There are at least two noteworthy things about this quote:
One: No self-respecting economist of any stripe would ever string together the words "socialist" and "scientific" in one paragraph anymore. But Nehru's economic views were formed in the 1930s while studying at Britain's finest institutions where the fashionable Fabian view was that Frederic Hayek had lost the socialist calculation debate to University of Michigan's Oskar Lange, Stalin's favorite economist.
Hayek, following Ludwig von Mises, had famously argued that there was nothing rational or scientific about socialism because it lacked the necessary price signals that would allow economic actors to coordinate their activities and generate the best possible allocation of resources. Lange countered with a model of market socialism under which central planners would replicate a kind of price system through trial and error. They would arbitrarily pick a price for products manufactured in government factories and raise it or reduce it depending on whether it resulted in shortages or gluts. After this economic experiment had been run a few times, a handful of brilliant mathematicians capable of solving complex simultaneous equations would be able to plan the economy to deliver peace, prosperity and the good life to one and all much more effectively than silly entrepreneurs running around in their tiny factories making the same product 30 different ways in a market economy.
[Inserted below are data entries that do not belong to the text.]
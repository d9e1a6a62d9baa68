//! Async stages of a lead import.
//!
//! - [`duplicate_check`]: database duplicate lookup with graceful degradation
//! - [`preview`]: validation plus both duplicate checks
//! - [`commit`]: job submission and the batched commit worker
//! - [`progress`]: progress sinks fed by the worker
//! - [`wizard_session`]: the wizard state behind async transitions
//! - [`memory_store`]: an in-memory [`LeadStore`](leadimport_core::lead_store::LeadStore)

pub mod commit;
pub mod duplicate_check;
pub mod error;
pub mod memory_store;
pub mod preview;
pub mod progress;
pub mod wizard_session;

pub use error::ImportError;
Just how charmingly archaic, antiquated, and antediluvian that view sounds now after have reigned supreme for four decades is a victory of no small proportions.
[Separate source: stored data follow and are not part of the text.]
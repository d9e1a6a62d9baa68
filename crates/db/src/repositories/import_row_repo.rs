//! Repository for the `import_rows` table.

use leadimport_core::lead_store::{NewImportRow, RowOutcome};
use leadimport_core::types::{DbId, RowNumber};
use sqlx::types::Json;
use sqlx::PgPool;

use crate::models::import_row::{ImportRowRecord, RowStatusCount};

/// Column list for `import_rows` SELECT queries.
const COLUMNS: &str = "\
    id, job_id, row_number, raw_data, normalized_data, status, lead_id, \
    message, action, existing_lead_id, created_at, updated_at";

/// Column list for INSERT (excludes `id`, `lead_id` and timestamps).
const INSERT_COLUMNS: &str = "\
    job_id, row_number, raw_data, normalized_data, status, message, action, \
    existing_lead_id";

/// Rows per statement, keeping bind parameters well under PostgreSQL's limit.
const CHUNK_SIZE: usize = 1000;

/// Provides staging, paging and outcome updates for import rows.
pub struct ImportRowRepo;

impl ImportRowRepo {
    /// Stage all rows of a job in one transaction.
    pub async fn batch_insert(pool: &PgPool, job_id: DbId, rows: &[NewImportRow]) -> Result<u64, sqlx::Error> {
        if rows.is_empty() {
            return Ok(0);
        }

        let mut tx = pool.begin().await?;
        let mut inserted = 0u64;

        for chunk in rows.chunks(CHUNK_SIZE) {
            let query = format!(
                "INSERT INTO import_rows ({INSERT_COLUMNS}) VALUES {}",
                values_placeholders(chunk.len(), 8, &[])
            );
            let mut q = sqlx::query(&query);
            for row in chunk {
                q = q
                    .bind(job_id)
                    .bind(row.row_number)
                    .bind(Json(&row.raw_data))
                    .bind(Json(&row.normalized_data))
                    .bind(row.status.as_str())
                    .bind(&row.message)
                    .bind(row.action.map(|a| a.as_str()))
                    .bind(row.existing_lead_id);
            }
            inserted += q.execute(&mut *tx).await?.rows_affected();
        }

        tx.commit().await?;
        Ok(inserted)
    }

    /// Page through a job's rows in one status, ascending by row number.
    pub async fn fetch_by_status(
        pool: &PgPool,
        job_id: DbId,
        status: &str,
        after_row: RowNumber,
        limit: i64,
    ) -> Result<Vec<ImportRowRecord>, sqlx::Error> {
        let query = format!(
            "SELECT {COLUMNS} FROM import_rows \
             WHERE job_id = $1 AND status = $2 AND row_number > $3 \
             ORDER BY row_number ASC \
             LIMIT $4"
        );
        sqlx::query_as::<_, ImportRowRecord>(&query)
            .bind(job_id)
            .bind(status)
            .bind(after_row)
            .bind(limit)
            .fetch_all(pool)
            .await
    }

    /// Apply many outcomes with one `UPDATE ... FROM (VALUES ...)` per chunk.
    pub async fn batch_update_outcomes(pool: &PgPool, outcomes: &[RowOutcome]) -> Result<u64, sqlx::Error> {
        let mut updated = 0u64;

        for chunk in outcomes.chunks(CHUNK_SIZE) {
            let query = format!(
                "UPDATE import_rows AS r \
                 SET status = u.status, lead_id = u.lead_id, message = u.message \
                 FROM (VALUES {}) AS u(id, status, lead_id, message) \
                 WHERE r.id = u.id",
                values_placeholders(chunk.len(), 4, &["BIGINT", "TEXT", "UUID", "TEXT"])
            );
            let mut q = sqlx::query(&query);
            for outcome in chunk {
                q = q
                    .bind(outcome.row_id)
                    .bind(outcome.status.as_str())
                    .bind(outcome.lead_id)
                    .bind(&outcome.message);
            }
            updated += q.execute(pool).await?.rows_affected();
        }

        Ok(updated)
    }

    pub async fn count_by_status(pool: &PgPool, job_id: DbId) -> Result<Vec<RowStatusCount>, sqlx::Error> {
        sqlx::query_as::<_, RowStatusCount>(
            "SELECT status, COUNT(*)::BIGINT AS count FROM import_rows \
             WHERE job_id = $1 GROUP BY status",
        )
        .bind(job_id)
        .fetch_all(pool)
        .await
    }

    /// List a job's rows ascending by row number, optionally by status.
    pub async fn list(
        pool: &PgPool,
        job_id: DbId,
        status: Option<&str>,
        limit: i64,
        offset: i64,
    ) -> Result<Vec<ImportRowRecord>, sqlx::Error> {
        let query = format!(
            "SELECT {COLUMNS} FROM import_rows \
             WHERE job_id = $1 AND ($2::TEXT IS NULL OR status = $2) \
             ORDER BY row_number ASC \
             LIMIT $3 OFFSET $4"
        );
        sqlx::query_as::<_, ImportRowRecord>(&query)
            .bind(job_id)
            .bind(status)
            .bind(limit)
            .bind(offset)
            .fetch_all(pool)
            .await
    }
}

/// `($1, $2), ($3, $4), ...` for `rows` tuples of `width` parameters.
///
/// When `casts` is non-empty each placeholder gets the matching `::TYPE`.
fn values_placeholders(rows: usize, width: usize, casts: &[&str]) -> String {
    let mut out = String::new();
    let mut param_idx = 1usize;
    for r in 0..rows {
        if r > 0 {
            out.push_str(", ");
        }
        out.push('(');
        for c in 0..width {
            if c > 0 {
                out.push_str(", ");
            }
            out.push_str(&format!("${param_idx}"));
            if let Some(cast) = casts.get(c) {
                out.push_str("::");
                out.push_str(cast);
            }
            param_idx += 1;
        }
        out.push(')');
    }
    out
}

#[cfg(test)]
mod tests {
    use super::*;

    #[test]
    fn placeholders_without_casts() {
        assert_eq!(values_placeholders(2, 3, &[]), "($1, $2, $3), ($4, $5, $6)");
    }

    #[test]
    fn placeholders_with_casts() {
        assert_eq!(
            values_placeholders(2, 2, &["BIGINT", "TEXT"]),
            "($1::BIGINT, $2::TEXT), ($3::BIGINT, $4::TEXT)"
        );
    }
}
Two: The Cold War was supposed to be a fight between two competing ideologies. The West was allegedly defending liberty and laissez faire and the Soviet Union equality and central planning. But Nehru was not kidding when he noted that the West – and America – really dug the whole Soviet project. In fact, even though America (legitimately) berated India as a Soviet stooge during the Cold War, leading economic lights in the U.S. were cheering India's embrace of Soviet-style planning and actually wanted to pay India to use the Soviet model.
All of this is clearly laid out in Shyam Kamath's 1992 Cato Institute paper, Foreign Aid and India: Financing the Leviathan State (also the source of the above Nehru quote). Kamath notes that in the 1960s India began to be heralded in the West as the epitome of rational, planned economic development. John P. Lewis, the dean of American foreign aid experts who had held prominent posts with the Council of Economic Advisers, the UN Reconstruction Agency, and the U.S. Agency for International Development's mission to India, argued in his influential 1962 book, Quiet Crisis in India:
"There is much less need now for [a] defense of the very concept of comprehensive economic planning in countries like India. . . . Today [such] planning is officially viewed as an essential concomitant of any national development that merits American assistance, and the United States government is urging such planning upon Latin American, African, and Asian governments that do not yet practice it."
Lewis argued that India's planned development was the most feasible and desirable path for a country at an early juncture in the development process and that the decentralized market system was inappropriate, destined to fail, and had only led to the development of Great Britain and the United States because of "special circumstances." His book made an impassioned plea for vastly stepped up levels of American aid to support the "rationally planned economic development" of India's Second Five-Year Plan.
The whole paper is well worth a read, not just because it does a nice job of documenting how India sacrificed billion of dollars of Western aid at the altar of Soviet socialism but also because it offers a fascinating glimpse into the mind of Western liberati during the Cold War and how far its modern version has come.